Beth
A black widow spider kills beauty every time it eats. But in itself, it's beautiful. People who say that high school is the best time to live are too wrapped up in themselves to realize they are not the center of the world and too stupid to admit that they will not live forever! Being a teenager is tough. Having to live in a world as a seventeen–year–old girl is even harder. Beth Davis and Marjorie Williams were best friends who began high school as teenagers, but only one would survive to be a woman. Beth was a Christian; Marjorie was not. When Beth succumbed to spinal meningitis, leaving behind a full and promising life. Marjorie began to learn that being popular and physically beautiful were all illusions that pass in time and end in death.

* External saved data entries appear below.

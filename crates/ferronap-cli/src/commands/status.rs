use ferronap_core::{
    LifecycleStatus, Onap, Onboardable, ResourceName, Service, Vendor, Vf, Vsp,
};
use serde_json::{json, Value};

use crate::cli::{KindArg, StatusArgs};
use crate::error::CliError;

pub async fn run(args: &StatusArgs, onap: &Onap) -> Result<Value, CliError> {
    let name = ResourceName::parse(&args.name)?;
    let sdc = onap.sdc().clone();

    let report = match args.kind {
        KindArg::Vendor => load(Vendor::new(sdc, name)).await?,
        KindArg::Vsp => load(Vsp::new(sdc, name)).await?,
        KindArg::Vf => load(Vf::new(sdc, name)).await?,
        KindArg::Service => load(Service::new(sdc, name)).await?,
    };
    Ok(report)
}

async fn load<R: Onboardable>(mut resource: R) -> Result<Value, CliError> {
    let status: LifecycleStatus = ferronap_core::lifecycle::load(&mut resource).await?;
    Ok(json!({
        "kind": resource.kind(),
        "name": resource.name(),
        "identifier": resource.remote().identifier(),
        "version": resource.remote().version(),
        "status": status,
    }))
}
mod cli;
mod commands;
mod error;

use clap::Parser;
use std::process::ExitCode;
use tracing_subscriber::EnvFilter;

use crate::cli::Cli;
use crate::error::CliError;

#[tokio::main]
async fn main() -> ExitCode {
    let cli = Cli::parse();
    init_tracing(cli.verbose);

    match run(&cli).await {
        Ok(()) => ExitCode::SUCCESS,
        Err(error) => {
            eprintln!("error: {error}");
            ExitCode::from(error.exit_code())
        }
    }
}

fn init_tracing(verbose: bool) {
    let default = if verbose {
        "ferronap_core=debug,ferronap=debug"
    } else {
        "info"
    };
    tracing_subscriber::fmt()
        .with_env_filter(EnvFilter::try_from_default_env().unwrap_or_else(|_| EnvFilter::new(default)))
        .with_writer(std::io::stderr)
        .init();
}

async fn run(cli: &Cli) -> Result<(), CliError> {
    let output = commands::run(cli).await?;
    let rendered = if cli.pretty {
        serde_json::to_string_pretty(&output)?
    } else {
        serde_json::to_string(&output)?
    };
    println!("{rendered}");
    Ok(())
}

Growing up in the late 1970s was a life of polyester dresses, bell bottoms, and fake IDs. Kids experimented with marijuana, sex, and cocaine, which seemed to wait outside like the door prize on their eighteenth birthday. Disco was not a myth, and Barry Manilow's "Copacabana" was a hit. Seeing young women at clubs in nice dresses and clean–cut boys with styled hair was a pleasant change from the hippie generation. As Neil Sedaka would later write, "They had groove, they had feeling!" The perfect cloister inside the high school bubble shielded an aspiring generation from most of the heartaches of reality. Then death struck down Beth without warning, and youth was shattered, leaving an empty shell. Just like the spider devours the butterfly leaving behind only beautiful wings, so does spinal meningitis leave a fallen little girl. As life goes on in nature, so do goodness and love survive the human heart. Marjorie learned she needed Jesus.